Triton 推理服务器 Ray Serve 部署#

使用 Triton 推理服务器进程内 Python API，您可以将基于 triton 服务器的模型集成到任何 Python 框架中，包括 FastAPI 和 Ray Serve。

此目录包含一个基于 FastAPI 的 Triton 推理服务器 Ray Serve 部署示例。

安装#

stable diffusion 管线基于 Popular_Models_Guide/StableDiffusion 教程。

git clone https://github.com/triton-inference-server/tutorials.git
cd tutorials/Triton_Inference_Server_Python_API

请注意，以下命令将花费数分钟，具体取决于您的硬件配置和网络连接。

./build.sh --framework diffusion --build-models

以下命令启动一个容器并将当前目录作为 workspace 进行卷挂载。

./run.sh --framework diffusion
cd examples/rayserve

以下命令启动一个本地 Ray 集群。它还会启动 prometheus 和 grafana 实例，并启用默认的 Ray 和 Ray Serve 指标和仪表板。

./start_ray.sh

serve run tritonserver_deployment:deployment

该部署包括两个端点

identity 端点接受一个字符串并返回相同的字符串。

curl --request GET "http://127.0.0.1:8000/identity?string_input=hello_world!"

"hello_world!"

generate 端点接受一个提示，使用 stable diffusion 基于提示生成图像，并将图像保存到文件。

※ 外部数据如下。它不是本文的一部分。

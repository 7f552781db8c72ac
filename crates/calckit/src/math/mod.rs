//! Layer 3: Math
//!
//! # Purpose
//!
//! This layer provides the scalar operations of the calculator:
//! - Validated binary arithmetic
//! - Factorial with a bounded argument
//!
//! # Architecture
//!
//! ```text
//! Layer 5: API
//!   ↓
//! Layer 4: Algorithms
//!   ↓
//! Layer 3: Math ← You are here
//!   ↓
//! Layer 2: Engine
//!   ↓
//! Layer 1: Primitives
//! ```

/// Addition, subtraction, multiplication and division.
pub mod arithmetic;

/// Factorial in iterative and recursive forms.
pub mod factorial;
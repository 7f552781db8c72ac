//! Layer 1: Primitives
//!
//! # Purpose
//!
//! This layer provides the value types and the error type used throughout
//! the crate. It has zero internal dependencies within the crate.
//!
//! # Architecture
//!
//! ```text
//! Layer 5: API
//!   ↓
//! Layer 4: Algorithms
//!   ↓
//! Layer 3: Math
//!   ↓
//! Layer 2: Engine
//!   ↓
//! Layer 1: Primitives ← You are here
//! ```

/// Shared error types.
pub mod errors;

/// Validated numeric values.
pub mod number;

/// Loosely typed input values.
pub mod input;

curl --request GET "http://127.0.0.1:8000/generate?prompt=car,model-t,realistic,4k&filename=/workspace/examples/rayserve/car_sample.jpg"

car_sample

Ray 和 Ray Serve 仪表板托管在默认端口上，可用于可视化各种指标

<IP_ADDRESS>:8265

以下命令停止本地 Ray 集群，并同时停止 prometheus 和 grafana 实例。

./stop_ray.sh